C. Plaintiffs' Third Motion for Sanctions and to Compel (Doc. 103)

Plaintiffs have filed a third motion to compel seeking to discover:

1) all of WSC's check registers and/or check books that reflect activity from January 1, 1999 through December 31, 2005; and

2) all of the deposit slips reflecting revenues received at a tavern and restaurant allegedly purchased by WSC called, "The Rusty Anchor."

Upon review, the Court finds that the WSC check registers and check books for the above period are relevant and are reasonably likely to lead to admissible evidence, but that the requested Rusty Anchor deposit slips are not. Accordingly, plaintiffs' third motion to compel is granted in part and denied in part. Defendants shall produce WSC's check registers and check books reflecting transactions from January 1, 1999 thru December 31, 2005. Plaintiffs' request for The Rusty Anchor deposit slips is denied. Plaintiffs' request for sanctions is denied at this time.

III. Defendant Waterfront Services' Motion to File a Counterclaim (Doc. 98)

Defendant Waterfront Services has filed a motion for leave to file a counterclaim. Specifically, defendants seek to add counterclaims against plaintiffs under § 502(a)(3) of ERISA, § 29 U.S.C. 1132 (a)(3), for liquidating their ESOP balances at allegedly inflated values. For the reasons stated in plaintiffs' memorandum in opposition, (i.e., the motion is untimely, WSC lacks standing, and ERISA provides no such relief), defendants' motion for leave to file a counterclaim is denied.

IV. Summary

Based on the above, plaintiffs' second motion to compel, (Doc. 79), is GRANTED IN PART and DENIED IN PART. Plaintiffs' second motion to compel, (Doc. 80), is duplicative of Document Number 79, and is therefore STRICKEN. (Plaintiffs' Document Number 99 that has been filed as a reply regarding Document Number 80 is deemed to be a reply regarding Document Number 79).
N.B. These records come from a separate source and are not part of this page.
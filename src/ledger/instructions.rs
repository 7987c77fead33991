//! Instruction encoding and the account lists each program instruction expects.

use crate::ledger::address::{Address, DerivationError, derive_address};
use crate::ledger::codec::{ByteReader, ByteWriter, CodecError};
use crate::ledger::records::{ActivityCategory, Location, ProposalType, SkillType};
use crate::ledger::schema::{AccountKind, InstructionKind};

pub const SYSTEM_PROGRAM: Address = Address::new([0; 32]);

/// `SysvarC1ock11111111111111111111111111111111`
pub const CLOCK_SYSVAR: Address = Address::new([
	6, 167, 213, 23, 24, 199, 116, 201, 40, 86, 99, 152, 105, 29, 94, 182, 139, 94, 184, 163,
	155, 75, 109, 92, 115, 85, 91, 33, 0, 0, 0, 0,
]);

/// Arguments of every instruction the program accepts.
#[derive(Debug, Clone, PartialEq)]
pub enum InstructionArgs {
	InitializeDao {
		authority: Address,
	},
	CreateUserProfile {
		union_membership: bool,
	},
	CreateActivity {
		category: ActivityCategory,
		description: String,
		location: Location,
		estimated_hours: u32,
	},
	VerifyActivity {
		verified: bool,
	},
	CreateStrike {
		company: String,
		union_verification: bool,
		participant_count: u32,
	},
	SupportStrike {
		amount: u64,
	},
	CreateWorkerCoop {
		business_plan: String,
		funding_goal: u64,
		skill_requirements: Vec<SkillType>,
	},
	FundWorkerCoop {
		amount: u64,
	},
	CreateProposal {
		title: String,
		description: String,
		proposal_type: ProposalType,
	},
	VoteOnProposal {
		vote: bool,
		token_amount: u64,
	},
	DistributeUbi,
	ApplyTokenDecay,
	DeleteActivity,
}

impl InstructionArgs {
	pub fn kind(&self) -> InstructionKind {
		match self {
			InstructionArgs::InitializeDao { .. } => InstructionKind::InitializeDao,
			InstructionArgs::CreateUserProfile { .. } => InstructionKind::CreateUserProfile,
			InstructionArgs::CreateActivity { .. } => InstructionKind::CreateActivity,
			InstructionArgs::VerifyActivity { .. } => InstructionKind::VerifyActivity,
			InstructionArgs::CreateStrike { .. } => InstructionKind::CreateStrike,
			InstructionArgs::SupportStrike { .. } => InstructionKind::SupportStrike,
			InstructionArgs::CreateWorkerCoop { .. } => InstructionKind::CreateWorkerCoop,
			InstructionArgs::FundWorkerCoop { .. } => InstructionKind::FundWorkerCoop,
			InstructionArgs::CreateProposal { .. } => InstructionKind::CreateProposal,
			InstructionArgs::VoteOnProposal { .. } => InstructionKind::VoteOnProposal,
			InstructionArgs::DistributeUbi => InstructionKind::DistributeUbi,
			InstructionArgs::ApplyTokenDecay => InstructionKind::ApplyTokenDecay,
			InstructionArgs::DeleteActivity => InstructionKind::DeleteActivity,
		}
	}

	/// Discriminator followed by the arguments in declaration order.
	pub fn encode(&self) -> Vec<u8> {
		let mut w = ByteWriter::with_discriminator(&self.kind().discriminator());
		match self {
			InstructionArgs::InitializeDao { authority } => {
				w.put_address(authority);
			}
			InstructionArgs::CreateUserProfile { union_membership } => {
				w.put_bool(*union_membership);
			}
			InstructionArgs::CreateActivity {
				category,
				description,
				location,
				estimated_hours,
			} => {
				w.put_tag(*category).put_str(description);
				location.write(&mut w);
				w.put_u32(*estimated_hours);
			}
			InstructionArgs::VerifyActivity { verified } => {
				w.put_bool(*verified);
			}
			InstructionArgs::CreateStrike {
				company,
				union_verification,
				participant_count,
			} => {
				w.put_str(company)
					.put_bool(*union_verification)
					.put_u32(*participant_count);
			}
			InstructionArgs::SupportStrike { amount } | InstructionArgs::FundWorkerCoop { amount } => {
				w.put_u64(*amount);
			}
			InstructionArgs::CreateWorkerCoop {
				business_plan,
				funding_goal,
				skill_requirements,
			} => {
				w.put_str(business_plan)
					.put_u64(*funding_goal)
					.put_tags(skill_requirements);
			}
			InstructionArgs::CreateProposal {
				title,
				description,
				proposal_type,
			} => {
				w.put_str(title).put_str(description).put_tag(*proposal_type);
			}
			InstructionArgs::VoteOnProposal { vote, token_amount } => {
				w.put_bool(*vote).put_u64(*token_amount);
			}
			InstructionArgs::DistributeUbi
			| InstructionArgs::ApplyTokenDecay
			| InstructionArgs::DeleteActivity => {}
		}
		w.into_bytes()
	}

	pub fn decode(bytes: &[u8]) -> Result<Self, CodecError> {
		let mut r = ByteReader::new(bytes);
		let discriminator = r.discriminator()?;
		let kind = InstructionKind::from_discriminator(&discriminator)
			.ok_or(CodecError::UnknownDiscriminator(discriminator))?;
		let schema = kind.schema();
		if bytes.len() < schema.min_len() {
			return Err(CodecError::MalformedAccount(format!(
				"{} instruction needs at least {} bytes, got {}",
				schema.name,
				schema.min_len(),
				bytes.len()
			)));
		}

		let args = match kind {
			InstructionKind::InitializeDao => InstructionArgs::InitializeDao {
				authority: r.address()?,
			},
			InstructionKind::CreateUserProfile => InstructionArgs::CreateUserProfile {
				union_membership: r.bool()?,
			},
			InstructionKind::CreateActivity => InstructionArgs::CreateActivity {
				category: r.tag()?,
				description: r.string()?,
				location: Location::read(&mut r)?,
				estimated_hours: r.u32()?,
			},
			InstructionKind::VerifyActivity => InstructionArgs::VerifyActivity {
				verified: r.bool()?,
			},
			InstructionKind::CreateStrike => InstructionArgs::CreateStrike {
				company: r.string()?,
				union_verification: r.bool()?,
				participant_count: r.u32()?,
			},
			InstructionKind::SupportStrike => InstructionArgs::SupportStrike { amount: r.u64()? },
			InstructionKind::CreateWorkerCoop => InstructionArgs::CreateWorkerCoop {
				business_plan: r.string()?,
				funding_goal: r.u64()?,
				skill_requirements: r.tags()?,
			},
			InstructionKind::FundWorkerCoop => InstructionArgs::FundWorkerCoop { amount: r.u64()? },
			InstructionKind::CreateProposal => InstructionArgs::CreateProposal {
				title: r.string()?,
				description: r.string()?,
				proposal_type: r.tag()?,
			},
			InstructionKind::VoteOnProposal => InstructionArgs::VoteOnProposal {
				vote: r.bool()?,
				token_amount: r.u64()?,
			},
			InstructionKind::DistributeUbi => InstructionArgs::DistributeUbi,
			InstructionKind::ApplyTokenDecay => InstructionArgs::ApplyTokenDecay,
			InstructionKind::DeleteActivity => InstructionArgs::DeleteActivity,
		};
		Ok(args)
	}
}

#[derive(Debug, Clone, Copy, PartialEq, Eq)]
pub struct AccountMeta {
	pub address: Address,
	pub is_signer: bool,
	pub is_writable: bool,
}

impl AccountMeta {
	pub fn writable(address: Address, is_signer: bool) -> Self {
		Self {
			address,
			is_signer,
			is_writable: true,
		}
	}

	pub fn readonly(address: Address, is_signer: bool) -> Self {
		Self {
			address,
			is_signer,
			is_writable: false,
		}
	}
}

/// A single program call: target program, the accounts it touches and its data.
#[derive(Debug, Clone, PartialEq)]
pub struct Instruction {
	pub program_id: Address,
	pub accounts: Vec<AccountMeta>,
	pub data: Vec<u8>,
}

impl Instruction {
	pub fn kind(&self) -> Option<InstructionKind> {
		let discriminator: [u8; 8] = self.data.get(..8)?.try_into().ok()?;
		InstructionKind::from_discriminator(&discriminator)
	}
}

/// Address derivation and instruction construction for one deployment of the program.
#[derive(Debug, Clone, Copy, PartialEq, Eq)]
pub struct DaoProgram {
	program_id: Address,
}

impl DaoProgram {
	pub fn new(program_id: Address) -> Self {
		Self { program_id }
	}

	pub fn program_id(&self) -> Address {
		self.program_id
	}

	pub fn dao_state_address(&self) -> Result<(Address, u8), DerivationError> {
		derive_address(AccountKind::DaoState.namespace(), &[], &self.program_id)
	}

	pub fn user_profile_address(&self, owner: &Address) -> Result<(Address, u8), DerivationError> {
		derive_address(
			AccountKind::UserProfile.namespace(),
			&[owner.as_bytes()],
			&self.program_id,
		)
	}

	/// Address of an activity, strike, cooperative or proposal with a caller-chosen id.
	pub fn record_address(&self, kind: AccountKind, id: &str) -> Result<(Address, u8), DerivationError> {
		derive_address(kind.namespace(), &[id.as_bytes()], &self.program_id)
	}

	fn instruction(&self, args: InstructionArgs, accounts: Vec<AccountMeta>) -> Instruction {
		Instruction {
			program_id: self.program_id,
			accounts,
			data: args.encode(),
		}
	}

	pub fn initialize_dao(&self, authority: Address) -> Result<Instruction, DerivationError> {
		let (dao_state, _) = self.dao_state_address()?;
		Ok(self.instruction(
			InstructionArgs::InitializeDao { authority },
			vec![
				AccountMeta::writable(dao_state, false),
				AccountMeta::writable(authority, true),
				AccountMeta::readonly(SYSTEM_PROGRAM, false),
			],
		))
	}

	pub fn create_user_profile(
		&self,
		user: Address,
		union_membership: bool,
	) -> Result<Instruction, DerivationError> {
		let (profile, _) = self.user_profile_address(&user)?;
		let (dao_state, _) = self.dao_state_address()?;
		Ok(self.instruction(
			InstructionArgs::CreateUserProfile { union_membership },
			vec![
				AccountMeta::writable(profile, false),
				AccountMeta::writable(dao_state, false),
				AccountMeta::writable(user, true),
				AccountMeta::readonly(SYSTEM_PROGRAM, false),
			],
		))
	}

	pub fn create_activity(
		&self,
		activity: Address,
		user: Address,
		category: ActivityCategory,
		description: String,
		location: Location,
		estimated_hours: u32,
	) -> Result<Instruction, DerivationError> {
		let (dao_state, _) = self.dao_state_address()?;
		Ok(self.instruction(
			InstructionArgs::CreateActivity {
				category,
				description,
				location,
				estimated_hours,
			},
			vec![
				AccountMeta::writable(activity, false),
				AccountMeta::writable(dao_state, false),
				AccountMeta::writable(user, true),
				AccountMeta::readonly(SYSTEM_PROGRAM, false),
				AccountMeta::readonly(CLOCK_SYSVAR, false),
			],
		))
	}

	pub fn verify_activity(
		&self,
		activity: Address,
		creator_profile: Address,
		verifier: Address,
		verified: bool,
	) -> Instruction {
		self.instruction(
			InstructionArgs::VerifyActivity { verified },
			vec![
				AccountMeta::writable(activity, false),
				AccountMeta::writable(creator_profile, false),
				AccountMeta::writable(verifier, true),
			],
		)
	}

	pub fn delete_activity(&self, activity: Address, user: Address) -> Instruction {
		self.instruction(
			InstructionArgs::DeleteActivity,
			vec![
				AccountMeta::writable(activity, false),
				AccountMeta::writable(user, true),
			],
		)
	}

	pub fn create_strike(
		&self,
		strike: Address,
		user: Address,
		company: String,
		union_verification: bool,
		participant_count: u32,
	) -> Instruction {
		self.instruction(
			InstructionArgs::CreateStrike {
				company,
				union_verification,
				participant_count,
			},
			vec![
				AccountMeta::writable(strike, false),
				AccountMeta::writable(user, true),
				AccountMeta::readonly(SYSTEM_PROGRAM, false),
				AccountMeta::readonly(CLOCK_SYSVAR, false),
			],
		)
	}

	pub fn support_strike(
		&self,
		strike: Address,
		supporter_profile: Address,
		supporter: Address,
		amount: u64,
	) -> Instruction {
		self.instruction(
			InstructionArgs::SupportStrike { amount },
			vec![
				AccountMeta::writable(strike, false),
				AccountMeta::writable(supporter_profile, false),
				AccountMeta::writable(supporter, true),
			],
		)
	}

	pub fn create_worker_coop(
		&self,
		coop: Address,
		user: Address,
		business_plan: String,
		funding_goal: u64,
		skill_requirements: Vec<SkillType>,
	) -> Instruction {
		self.instruction(
			InstructionArgs::CreateWorkerCoop {
				business_plan,
				funding_goal,
				skill_requirements,
			},
			vec![
				AccountMeta::writable(coop, false),
				AccountMeta::writable(user, true),
				AccountMeta::readonly(SYSTEM_PROGRAM, false),
				AccountMeta::readonly(CLOCK_SYSVAR, false),
			],
		)
	}

	pub fn fund_worker_coop(
		&self,
		coop: Address,
		funder_profile: Address,
		funder: Address,
		amount: u64,
	) -> Instruction {
		self.instruction(
			InstructionArgs::FundWorkerCoop { amount },
			vec![
				AccountMeta::writable(coop, false),
				AccountMeta::writable(funder_profile, false),
				AccountMeta::writable(funder, true),
			],
		)
	}

	pub fn create_proposal(
		&self,
		proposal: Address,
		user: Address,
		title: String,
		description: String,
		proposal_type: ProposalType,
	) -> Instruction {
		self.instruction(
			InstructionArgs::CreateProposal {
				title,
				description,
				proposal_type,
			},
			vec![
				AccountMeta::writable(proposal, false),
				AccountMeta::writable(user, true),
				AccountMeta::readonly(SYSTEM_PROGRAM, false),
				AccountMeta::readonly(CLOCK_SYSVAR, false),
			],
		)
	}

	pub fn vote_on_proposal(
		&self,
		proposal: Address,
		voter: Address,
		vote: bool,
		token_amount: u64,
	) -> Instruction {
		self.instruction(
			InstructionArgs::VoteOnProposal { vote, token_amount },
			vec![
				AccountMeta::writable(proposal, false),
				AccountMeta::writable(voter, true),
				AccountMeta::readonly(CLOCK_SYSVAR, false),
			],
		)
	}
}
Plaintiffs' motion for a discovery phone conference, (Doc. 81), is MOOT. Plaintiffs' motion for a protective order and defendants' motion for leave to file a counterclaim, (Docs. 89, 98), are DENIED. Plaintiffs' third motion to compel, (Doc. 103), is GRANTED IN PART and DENIED IN PART. Defendants' motion for leave to file excess pages, (Doc. 121), is MOOT. Defendants are ORDERED to produce all information requested by plaintiffs' in accordance with this Order on or before January 31, 2007.

IT IS SO ORDERED

J. Phil Gilbert DISTRICT JUDGE

20070118

© 1992-2007 VersusLaw Inc.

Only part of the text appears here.